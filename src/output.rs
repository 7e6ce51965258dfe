// src/output.rs
//! Terminal rendering of records plus payload file loading for the CLI

use anyhow::{Context, Result};
use clap::ValueEnum;
use serde::de::DeserializeOwned;
use serde::Serialize;
use std::io::Write;
use std::path::Path;

use crate::format::{
    format_currency, format_datetime, format_salary_range, format_timestamp, truncate,
};
use crate::types::{Application, BlogCategory, BlogPost, Class, Course, Job, Lesson, User};

#[derive(Debug, Clone, Copy, Default, PartialEq, Eq, ValueEnum)]
pub enum OutputFormat {
    #[default]
    Table,
    Json,
    Csv,
}

/// A record that renders as one row of a list screen
pub trait Tabular {
    const HEADERS: &'static [&'static str];

    fn row(&self) -> Vec<String>;
}

fn yes_no(value: bool) -> String {
    let text = if value { "yes" } else { "no" };
    text.to_string()
}

fn or_empty(value: Option<&str>) -> String {
    value.unwrap_or_default().to_string()
}

impl Tabular for Job {
    const HEADERS: &'static [&'static str] = &[
        "id", "title", "company", "category", "type", "level", "location", "salary", "deadline",
        "published",
    ];

    fn row(&self) -> Vec<String> {
        vec![
            self.id.clone(),
            self.title.clone(),
            self.company.clone(),
            or_empty(self.category.as_deref()),
            self.employment_type.label().to_string(),
            self.experience_level.label().to_string(),
            self.location.to_string(),
            format_salary_range(
                self.salary_min,
                self.salary_max,
                self.salary_currency.as_deref(),
            ),
            format_timestamp(self.application_deadline),
            yes_no(self.is_published),
        ]
    }
}

impl Tabular for Application {
    const HEADERS: &'static [&'static str] = &[
        "id", "job", "applicant", "email", "status", "applied", "interview",
    ];

    fn row(&self) -> Vec<String> {
        let job = match self.job_title() {
            "" => self.job_id.clone(),
            title => title.to_string(),
        };
        vec![
            self.id.clone(),
            job,
            self.user.name.clone(),
            self.user.email.clone(),
            self.status.label().to_string(),
            format_timestamp(self.created_at),
            format_datetime(self.interview_date),
        ]
    }
}

impl Tabular for User {
    const HEADERS: &'static [&'static str] = &["id", "name", "email", "role", "active", "joined"];

    fn row(&self) -> Vec<String> {
        vec![
            self.id.clone(),
            self.name.clone(),
            self.email.clone(),
            self.role.to_string(),
            yes_no(self.is_active),
            format_timestamp(self.created_at),
        ]
    }
}

impl Tabular for Course {
    const HEADERS: &'static [&'static str] = &[
        "id", "title", "category", "instructor", "level", "price", "published",
    ];

    fn row(&self) -> Vec<String> {
        let price = match self.price {
            Some(price) if price > 0.0 => {
                format_currency(price, self.currency.as_deref().unwrap_or_default())
            }
            Some(_) => "Free".to_string(),
            None => String::new(),
        };
        vec![
            self.id.clone(),
            self.title.clone(),
            or_empty(self.category.as_deref()),
            or_empty(self.instructor.as_deref()),
            or_empty(self.level.as_deref()),
            price,
            yes_no(self.is_published),
        ]
    }
}

impl Tabular for Lesson {
    const HEADERS: &'static [&'static str] = &["order", "id", "title", "duration", "free"];

    fn row(&self) -> Vec<String> {
        vec![
            self.order.to_string(),
            self.id.clone(),
            self.title.clone(),
            self.duration_minutes
                .map(|m| format!("{} min", m))
                .unwrap_or_default(),
            yes_no(self.is_free),
        ]
    }
}

impl Tabular for Class {
    const HEADERS: &'static [&'static str] =
        &["id", "title", "course", "starts", "ends", "capacity"];

    fn row(&self) -> Vec<String> {
        vec![
            self.id.clone(),
            self.title.clone(),
            or_empty(self.course_id.as_deref()),
            format_datetime(self.start_time),
            format_datetime(self.end_time),
            self.capacity.map(|c| c.to_string()).unwrap_or_default(),
        ]
    }
}

impl Tabular for BlogPost {
    const HEADERS: &'static [&'static str] = &[
        "id", "title", "slug", "category", "author", "published", "date", "summary",
    ];

    fn row(&self) -> Vec<String> {
        vec![
            self.id.clone(),
            self.title.clone(),
            self.slug.clone(),
            or_empty(self.category.as_deref()),
            self.author_name().to_string(),
            yes_no(self.is_published),
            format_timestamp(self.published_at.or(self.created_at)),
            self.summary(60),
        ]
    }
}

impl Tabular for BlogCategory {
    const HEADERS: &'static [&'static str] = &["id", "name", "slug"];

    fn row(&self) -> Vec<String> {
        vec![
            self.id.clone(),
            self.name.clone(),
            or_empty(self.slug.as_deref()),
        ]
    }
}

const MAX_CELL_CHARS: usize = 40;

/// Left-aligned, space-padded columns
pub fn render_table<T: Tabular>(rows: &[T]) -> String {
    let body: Vec<Vec<String>> = rows
        .iter()
        .map(|r| r.row().iter().map(|c| truncate(c, MAX_CELL_CHARS)).collect())
        .collect();

    let mut widths: Vec<usize> = T::HEADERS.iter().map(|h| h.chars().count()).collect();
    for row in &body {
        for (i, cell) in row.iter().enumerate() {
            if let Some(width) = widths.get_mut(i) {
                *width = (*width).max(cell.chars().count());
            }
        }
    }

    let line = |cells: Vec<String>| -> String {
        cells
            .iter()
            .zip(&widths)
            .map(|(cell, width)| format!("{:<width$}", cell, width = *width))
            .collect::<Vec<_>>()
            .join("  ")
            .trim_end()
            .to_string()
    };

    let mut out = Vec::with_capacity(body.len() + 1);
    out.push(line(
        T::HEADERS.iter().map(|h| h.to_uppercase()).collect(),
    ));
    for row in body {
        out.push(line(row));
    }
    out.join("\n")
}

pub fn write_csv<W: Write, T: Tabular>(writer: W, rows: &[T]) -> Result<()> {
    let mut wtr = csv::Writer::from_writer(writer);
    wtr.write_record(T::HEADERS)
        .context("Failed to write CSV header")?;
    for row in rows {
        wtr.write_record(row.row())
            .context("Failed to write CSV row")?;
    }
    wtr.flush().context("Failed to flush CSV output")?;
    Ok(())
}

pub fn print_rows<T: Tabular + Serialize>(rows: &[T], format: OutputFormat) -> Result<()> {
    match format {
        OutputFormat::Table => {
            if rows.is_empty() {
                println!("No results.");
            } else {
                println!("{}", render_table(rows));
            }
        }
        OutputFormat::Json => println!("{}", serde_json::to_string_pretty(rows)?),
        OutputFormat::Csv => write_csv(std::io::stdout(), rows)?,
    }
    Ok(())
}

/// A single record: `field: value` lines in table mode
pub fn print_record<T: Tabular + Serialize>(record: &T, format: OutputFormat) -> Result<()> {
    match format {
        OutputFormat::Table => {
            let width = T::HEADERS.iter().map(|h| h.len()).max().unwrap_or(0);
            for (header, value) in T::HEADERS.iter().zip(record.row()) {
                println!("{:<width$}  {}", header, value, width = width);
            }
        }
        OutputFormat::Json => println!("{}", serde_json::to_string_pretty(record)?),
        OutputFormat::Csv => write_csv(std::io::stdout(), std::slice::from_ref(record))?,
    }
    Ok(())
}

/// Create/update payload from a `.json`, `.yaml`/`.yml` or `.toml` file
pub fn read_payload<T: DeserializeOwned>(path: &Path) -> Result<T> {
    let content = std::fs::read_to_string(path)
        .with_context(|| format!("Failed to read {}", path.display()))?;

    let extension = path
        .extension()
        .and_then(|e| e.to_str())
        .map(|e| e.to_lowercase())
        .unwrap_or_default();

    let parsed = match extension.as_str() {
        "json" => serde_json::from_str(&content).map_err(anyhow::Error::from),
        "yaml" | "yml" => serde_yaml::from_str(&content).map_err(anyhow::Error::from),
        "toml" => toml::from_str(&content).map_err(anyhow::Error::from),
        other => anyhow::bail!(
            "Unsupported payload format '{}' for {}, use json, yaml or toml",
            other,
            path.display()
        ),
    };

    parsed.with_context(|| format!("Failed to parse {}", path.display()))
}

········

**TASK DETAILS**
How many lines of the records contain "usize"? Answer with the number only.

**THE ANSWER**
2